## Exercise instructions
Could you print exactly the lines of the listing below, starting at the line that has "use std::io;" and ending at the line that has "return reactors[0].run();", and only those lines?

* * * * * * *

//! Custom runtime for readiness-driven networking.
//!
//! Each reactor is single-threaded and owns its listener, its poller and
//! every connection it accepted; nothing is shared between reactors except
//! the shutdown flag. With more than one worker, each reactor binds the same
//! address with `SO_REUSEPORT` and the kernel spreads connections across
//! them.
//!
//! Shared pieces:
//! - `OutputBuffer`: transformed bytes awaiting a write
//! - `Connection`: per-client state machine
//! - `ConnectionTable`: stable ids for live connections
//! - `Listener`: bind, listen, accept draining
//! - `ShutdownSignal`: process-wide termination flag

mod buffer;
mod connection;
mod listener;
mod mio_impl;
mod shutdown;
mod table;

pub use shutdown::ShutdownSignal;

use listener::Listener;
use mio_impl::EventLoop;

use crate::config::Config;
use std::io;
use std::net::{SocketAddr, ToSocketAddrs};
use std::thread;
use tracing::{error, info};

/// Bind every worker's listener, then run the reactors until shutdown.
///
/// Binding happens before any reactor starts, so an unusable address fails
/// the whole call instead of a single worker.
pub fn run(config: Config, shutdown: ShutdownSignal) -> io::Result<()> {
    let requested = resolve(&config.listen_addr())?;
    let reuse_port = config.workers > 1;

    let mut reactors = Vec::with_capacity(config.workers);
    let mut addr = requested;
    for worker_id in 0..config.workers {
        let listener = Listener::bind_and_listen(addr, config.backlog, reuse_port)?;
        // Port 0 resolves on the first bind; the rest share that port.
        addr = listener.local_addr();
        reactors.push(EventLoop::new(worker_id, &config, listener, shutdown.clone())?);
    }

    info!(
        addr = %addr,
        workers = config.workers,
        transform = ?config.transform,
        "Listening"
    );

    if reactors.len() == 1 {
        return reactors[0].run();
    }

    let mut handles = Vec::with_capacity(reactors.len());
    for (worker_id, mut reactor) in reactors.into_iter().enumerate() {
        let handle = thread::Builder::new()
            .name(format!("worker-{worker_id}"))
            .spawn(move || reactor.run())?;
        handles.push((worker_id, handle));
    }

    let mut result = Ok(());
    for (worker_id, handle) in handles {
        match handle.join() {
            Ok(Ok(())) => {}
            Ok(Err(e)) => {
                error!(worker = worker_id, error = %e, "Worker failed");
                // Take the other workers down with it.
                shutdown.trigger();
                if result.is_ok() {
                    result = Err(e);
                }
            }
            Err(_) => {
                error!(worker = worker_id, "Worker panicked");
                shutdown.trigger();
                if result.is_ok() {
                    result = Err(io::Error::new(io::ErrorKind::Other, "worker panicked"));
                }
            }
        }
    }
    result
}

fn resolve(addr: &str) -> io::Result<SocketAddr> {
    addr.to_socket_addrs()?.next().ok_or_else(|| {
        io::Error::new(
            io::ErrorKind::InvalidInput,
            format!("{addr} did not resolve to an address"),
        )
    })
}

* * * * * * *

## Solution
use std::io;
use std::net::{SocketAddr, ToSocketAddrs};
use std::thread;
use tracing::{error, info};

/// Bind every worker's listener, then run the reactors until shutdown.
///
/// Binding happens before any reactor starts, so an unusable address fails
/// the whole call instead of a single worker.
pub fn run(config: Config, shutdown: ShutdownSignal) -> io::Result<()> {
    let requested = resolve(&config.listen_addr())?;
    let reuse_port = config.workers > 1;

    let mut reactors = Vec::with_capacity(config.workers);
    let mut addr = requested;
    for worker_id in 0..config.workers {
        let listener = Listener::bind_and_listen(addr, config.backlog, reuse_port)?;
        // Port 0 resolves on the first bind; the rest share that port.
        addr = listener.local_addr();
        reactors.push(EventLoop::new(worker_id, &config, listener, shutdown.clone())?);
    }

    info!(
        addr = %addr,
        workers = config.workers,
        transform = ?config.transform,
        "Listening"
    );

    if reactors.len() == 1 {
        return reactors[0].run();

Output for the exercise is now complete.